Pasar hari ini sedang menakar BRIS dengan lebih rasional, bukan euforia seperti 2023–2024. Valuasinya masih relatif murah jika dibandingkan dengan pertumbuhan laba, tetapi investor tampaknya ingin melihat bukti konkret peningkatan efisiensi dan kualitas aset. Tanpa katalis kuat, pergerakan BRIS kemungkinan akan tetap sideways dalam jangka pendek.
Namun untuk 2026, peluang BRIS tetap terbuka lebar. Jika proyeksi analis tentang kenaikan pendapatan dan laba terbukti, BRIS berpotensi kembali ke jalur penguatan yang lebih stabil, bahkan mendekati target harga 3.265 atau lebih tinggi.
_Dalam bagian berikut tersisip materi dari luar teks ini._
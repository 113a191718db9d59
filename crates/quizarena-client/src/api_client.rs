//! Typed wrapper over the backend's REST API.
//!
//! The underlying `reqwest::Client` keeps a cookie jar, so a successful
//! `register` or `login` authenticates every later call on the same
//! [`ApiClient`] (and its clones).

use std::time::Duration;

use reqwest::{Method, RequestBuilder, StatusCode};
use serde::de::DeserializeOwned;
use serde::{Deserialize, Serialize};
use tracing::{debug, info};

use quizarena_shared::protocol::{
    ChangeNameRequest, ErrorBody, FriendRequestEnvelope, FriendRequestView, FriendView,
    FriendsEnvelope, IncomingRequest, LoginRequest, MessageBody, OutgoingRequest, ProfileUpdate,
    RegisterRequest, RequestsEnvelope, SendFriendRequest, TicketEnvelope, TicketRequest,
    TicketView, TicketsEnvelope, UserEnvelope, UserSummary, UserView, UsersEnvelope,
};
use quizarena_shared::types::UserId;

use crate::config::ClientConfig;
use crate::error::{ClientError, Result};

const REQUEST_TIMEOUT: Duration = Duration::from_secs(10);

#[derive(Debug, Clone, Serialize, Deserialize)]
pub struct Health {
    pub status: String,
    pub name: String,
    pub version: String,
}

// ---------------------------------------------------------------------------
// Confirmation gate
// ---------------------------------------------------------------------------

/// A friend removal that still needs the user's explicit confirmation.
#[derive(Debug, Clone)]
pub struct PendingRemoval {
    friend: UserId,
    name: String,
}

impl PendingRemoval {
    pub fn new(friend: &FriendView) -> Self {
        Self {
            friend: friend.id,
            name: friend.name.clone(),
        }
    }

    /// Text for the confirmation dialog.
    pub fn prompt(&self) -> String {
        format!("Remove {} from your friends?", self.name)
    }

    /// Record that the user agreed.
    pub fn confirm(self) -> Confirmed {
        Confirmed {
            friend: self.friend,
        }
    }
}

/// Proof that the user confirmed a removal. Only obtainable through
/// [`PendingRemoval::confirm`].
#[derive(Debug)]
pub struct Confirmed {
    friend: UserId,
}

impl Confirmed {
    pub fn friend(&self) -> UserId {
        self.friend
    }
}

// ---------------------------------------------------------------------------
// Client
// ---------------------------------------------------------------------------

#[derive(Debug, Clone)]
pub struct ApiClient {
    http: reqwest::Client,
    config: ClientConfig,
}

impl ApiClient {
    pub fn new(config: ClientConfig) -> Result<Self> {
        let http = reqwest::Client::builder()
            .cookie_store(true)
            .timeout(REQUEST_TIMEOUT)
            .user_agent(concat!("quizarena-client/", env!("CARGO_PKG_VERSION")))
            .build()
            .map_err(|e| ClientError::Network(format!("failed to build HTTP client: {e}")))?;

        Ok(Self { http, config })
    }

    pub fn config(&self) -> &ClientConfig {
        &self.config
    }

    pub async fn health(&self) -> Result<Health> {
        self.send(self.request(Method::GET, "/health")).await
    }

    // -- Accounts ----------------------------------------------------------

    pub async fn register(&self, email: &str, password: &str, name: &str) -> Result<UserView> {
        let body = RegisterRequest {
            email: email.to_string(),
            password: password.to_string(),
            name: name.to_string(),
        };
        let env: UserEnvelope = self
            .send(self.request(Method::POST, "/api/auth/register").json(&body))
            .await?;
        info!(user = %env.user.id, "registered");
        Ok(env.user)
    }

    pub async fn login(&self, email: &str, password: &str) -> Result<UserView> {
        let body = LoginRequest {
            email: email.to_string(),
            password: password.to_string(),
        };
        let env: UserEnvelope = self
            .send(self.request(Method::POST, "/api/auth/login").json(&body))
            .await?;
        info!(user = %env.user.id, "logged in");
        Ok(env.user)
    }

    pub async fn me(&self) -> Result<UserView> {
        let env: UserEnvelope = self.send(self.request(Method::GET, "/api/auth/me")).await?;
        Ok(env.user)
    }

    pub async fn logout(&self) -> Result<()> {
        let _: MessageBody = self
            .send(self.request(Method::POST, "/api/auth/logout"))
            .await?;
        Ok(())
    }

    pub async fn update_profile(&self, update: &ProfileUpdate) -> Result<UserView> {
        let env: UserEnvelope = self
            .send(self.request(Method::PUT, "/api/user/profile").json(update))
            .await?;
        Ok(env.user)
    }

    pub async fn change_name(&self, name: &str) -> Result<UserView> {
        let body = ChangeNameRequest {
            name: name.to_string(),
        };
        let env: UserEnvelope = self
            .send(self.request(Method::PUT, "/api/user/change-name").json(&body))
            .await?;
        Ok(env.user)
    }

    // -- Friends -----------------------------------------------------------

    pub async fn search_users(&self, query: &str) -> Result<Vec<UserSummary>> {
        let env: UsersEnvelope = self
            .send(
                self.request(Method::GET, "/api/friends/search")
                    .query(&[("q", query)]),
            )
            .await?;
        Ok(env.users)
    }

    pub async fn send_friend_request(&self, friend: UserId) -> Result<FriendRequestView> {
        let body = SendFriendRequest { friend_id: friend };
        let env: FriendRequestEnvelope = self
            .send(self.request(Method::POST, "/api/friends/request").json(&body))
            .await?;
        Ok(env.request)
    }

    pub async fn incoming_requests(&self) -> Result<Vec<IncomingRequest>> {
        let env: RequestsEnvelope<IncomingRequest> = self
            .send(self.request(Method::GET, "/api/friends/requests/incoming"))
            .await?;
        Ok(env.requests)
    }

    pub async fn outgoing_requests(&self) -> Result<Vec<OutgoingRequest>> {
        let env: RequestsEnvelope<OutgoingRequest> = self
            .send(self.request(Method::GET, "/api/friends/requests/outgoing"))
            .await?;
        Ok(env.requests)
    }

    pub async fn accept_request(&self, id: i64) -> Result<()> {
        let path = format!("/api/friends/request/{id}/accept");
        let _: MessageBody = self.send(self.request(Method::POST, &path)).await?;
        Ok(())
    }

    pub async fn reject_request(&self, id: i64) -> Result<()> {
        let path = format!("/api/friends/request/{id}/reject");
        let _: MessageBody = self.send(self.request(Method::POST, &path)).await?;
        Ok(())
    }

    pub async fn friends(&self) -> Result<Vec<FriendView>> {
        let env: FriendsEnvelope = self.send(self.request(Method::GET, "/api/friends")).await?;
        Ok(env.friends)
    }

    /// Remove a friend. Requires a [`Confirmed`] token from the
    /// confirmation step.
    pub async fn remove_friend(&self, confirmed: Confirmed) -> Result<()> {
        let path = format!("/api/friends/{}", confirmed.friend());
        let _: MessageBody = self.send(self.request(Method::DELETE, &path)).await?;
        Ok(())
    }

    // -- Support -----------------------------------------------------------

    pub async fn create_ticket(&self, subject: &str, message: &str) -> Result<TicketView> {
        let body = TicketRequest {
            subject: subject.to_string(),
            message: message.to_string(),
        };
        let env: TicketEnvelope = self
            .send(self.request(Method::POST, "/api/support/ticket").json(&body))
            .await?;
        Ok(env.ticket)
    }

    pub async fn tickets(&self) -> Result<Vec<TicketView>> {
        let env: TicketsEnvelope = self
            .send(self.request(Method::GET, "/api/support/tickets"))
            .await?;
        Ok(env.tickets)
    }

    // -- Plumbing ----------------------------------------------------------

    fn request(&self, method: Method, path: &str) -> RequestBuilder {
        self.http.request(method, self.config.url(path))
    }

    async fn send<T: DeserializeOwned>(&self, req: RequestBuilder) -> Result<T> {
        let resp = req.send().await?;
        let status = resp.status();
        debug!(status = status.as_u16(), url = %resp.url(), "api response");

        if status.is_success() {
            return Ok(resp.json::<T>().await?);
        }

        let body = resp.json::<ErrorBody>().await.ok();
        Err(error_from_status(status, body))
    }
}

/// Translate a non-2xx response into the client's error taxonomy.
pub fn error_from_status(status: StatusCode, body: Option<ErrorBody>) -> ClientError {
    let (message, days_left) = match body {
        Some(body) => (body.message, body.days_left),
        None => (
            status
                .canonical_reason()
                .unwrap_or("Request failed")
                .to_string(),
            None,
        ),
    };

    match status {
        StatusCode::BAD_REQUEST => ClientError::Validation(message),
        StatusCode::UNAUTHORIZED => ClientError::Unauthorized(message),
        StatusCode::FORBIDDEN if days_left.is_some() => ClientError::Conflict { message, days_left },
        StatusCode::FORBIDDEN => ClientError::Forbidden(message),
        StatusCode::NOT_FOUND => ClientError::NotFound(message),
        StatusCode::CONFLICT => ClientError::Conflict {
            message,
            days_left: None,
        },
        StatusCode::TOO_MANY_REQUESTS => ClientError::RateLimited,
        other => ClientError::Server {
            status: other.as_u16(),
            message,
        },
    }
}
Tahun depan bisa menjadi tahun re-rating valuasi, tetapi hanya jika BRIS mampu menjaga kualitas pembiayaan dan meningkatkan efisiensi operasional di tengah persaingan perbankan yang semakin ketat.
Sementara itu, pasar memilih berhati-hati. Dan dalam konteks saham perbankan besar seperti BRIS, kehati-hatian pasar bukan sinyal lemahnya fundamental, melainkan proses normal menuju fase penentuan arah baru.(*)
Berita atau informasi yang Anda baca membahas emiten atau saham tertentu berdasarkan data yang tersedia dari keterbukaan informasi PT Bursa Efek Indonesia dan sumber lain yang dapat dipercaya. Konten ini tidak dimaksudkan sebagai ajakan untuk membeli atau menjual saham tertentu. Selalu lakukan riset mandiri dan konsultasikan keputusan investasi Anda dengan penasihat keuangan profesional. Pastikan Anda memahami risiko dari setiap keputusan investasi yang diambil.